In the illustrated embodiment, the water-repellent film 14 and the porous resin layer 141 provided in the water-repellent film 14 have an area larger than the opening area of the air intake 111. Therefore, the porous resin layer 141 is configured to have an area that sufficiently overlaps the air intake 111 of the first resin film 11. The first resin film 11 and the porous resin layer 141 are welded over the entire overlapping area, thereby providing an adhesive interface 143 of polyolefin resin between the first resin film 11 and the water-repellent film 14. The adhesive interface 143 is continuously formed in a rectangular shape along the four periphery of the air intake 111.

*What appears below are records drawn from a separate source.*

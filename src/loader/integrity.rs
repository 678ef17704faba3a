use sqlx::mysql::MySqlConnection;
use tracing::{info, warn};

use crate::error::EtlResult;
use crate::loader::connection::quote_identifier;

/// One foreign key column and how many child rows point at nothing.
#[derive(Debug, Clone, PartialEq, Eq)]
pub struct ForeignKey {
    pub table: String,
    pub column: String,
    pub referenced_table: String,
    pub referenced_column: String,
}

#[derive(Debug, Clone, PartialEq, Eq)]
pub struct OrphanReport {
    pub key: ForeignKey,
    pub orphan_rows: i64,
}

impl ForeignKey {
    pub fn orphan_count_sql(&self) -> String {
        let column = quote_identifier(&self.column);
        let referenced = quote_identifier(&self.referenced_column);
        format!(
            "SELECT COUNT(*) FROM {} c LEFT JOIN {} p ON c.{} = p.{} \
             WHERE c.{} IS NOT NULL AND p.{} IS NULL",
            quote_identifier(&self.table),
            quote_identifier(&self.referenced_table),
            column,
            referenced,
            column,
            referenced
        )
    }
}

impl std::fmt::Display for ForeignKey {
    fn fmt(&self, f: &mut std::fmt::Formatter<'_>) -> std::fmt::Result {
        write!(
            f,
            "{}.{} -> {}.{}",
            self.table, self.column, self.referenced_table, self.referenced_column
        )
    }
}

/// Count orphan rows for every foreign key of `database`.
///
/// Composite keys are checked column by column.
pub async fn find_orphans(
    conn: &mut MySqlConnection,
    database: &str,
) -> EtlResult<Vec<OrphanReport>> {
    let keys: Vec<(String, String, String, String)> = sqlx::query_as(
        "SELECT CAST(TABLE_NAME AS CHAR), CAST(COLUMN_NAME AS CHAR), \
                CAST(REFERENCED_TABLE_NAME AS CHAR), CAST(REFERENCED_COLUMN_NAME AS CHAR) \
         FROM information_schema.KEY_COLUMN_USAGE \
         WHERE TABLE_SCHEMA = ? AND REFERENCED_TABLE_NAME IS NOT NULL \
         ORDER BY TABLE_NAME, CONSTRAINT_NAME, ORDINAL_POSITION",
    )
    .bind(database)
    .fetch_all(&mut *conn)
    .await?;

    info!("Verifying {} foreign key columns", keys.len());

    let mut orphans = Vec::new();
    for (table, column, referenced_table, referenced_column) in keys {
        let key = ForeignKey {
            table,
            column,
            referenced_table,
            referenced_column,
        };

        let (orphan_rows,): (i64,) = sqlx::query_as(&key.orphan_count_sql())
            .fetch_one(&mut *conn)
            .await?;

        if orphan_rows > 0 {
            warn!("⚠️ {} orphan rows on {}", orphan_rows, key);
            orphans.push(OrphanReport { key, orphan_rows });
        }
    }

    Ok(orphans)
}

The first resin film 11 and the porous resin layer 141 may be configured to be welded to each other in a portion of the overlapping area. Figure 6A is a plan view showing a schematic diagram of another configuration example of the porous resin layer 141 and adhesive interface 143 of the water-repellent film 14, and Figure 6B is a cross-sectional view taken along C-C in Figure 5A. As shown in Figure 6A, the water-repellent film 14 and the porous resin layer 141 have an area larger than the opening area of the air intake 111. Also, as shown in Figure 6B, the porous resin layer 141 is provided on the entire upper surface of the water-repellent film 14.

In this embodiment, similar to the case of FIG. 5A, the first resin film 11 and the water-repellent film 14 are arranged in an overlapping state, and only the areas to be welded are different. That is, as shown in FIG. 6A and FIG. 6B, the adhesive interface 143 is formed by welding in a part of the overlapping area of the first resin film 11 and the porous resin layer 141. The adhesive interface 143 is continuously formed in a rectangular shape along the four periphery of the air intake 111, and is provided outside the air intake 111. The water-repellent film 14 covers the entire air intake 111, and is fixed to the first resin film 11 via the adhesive interface 143.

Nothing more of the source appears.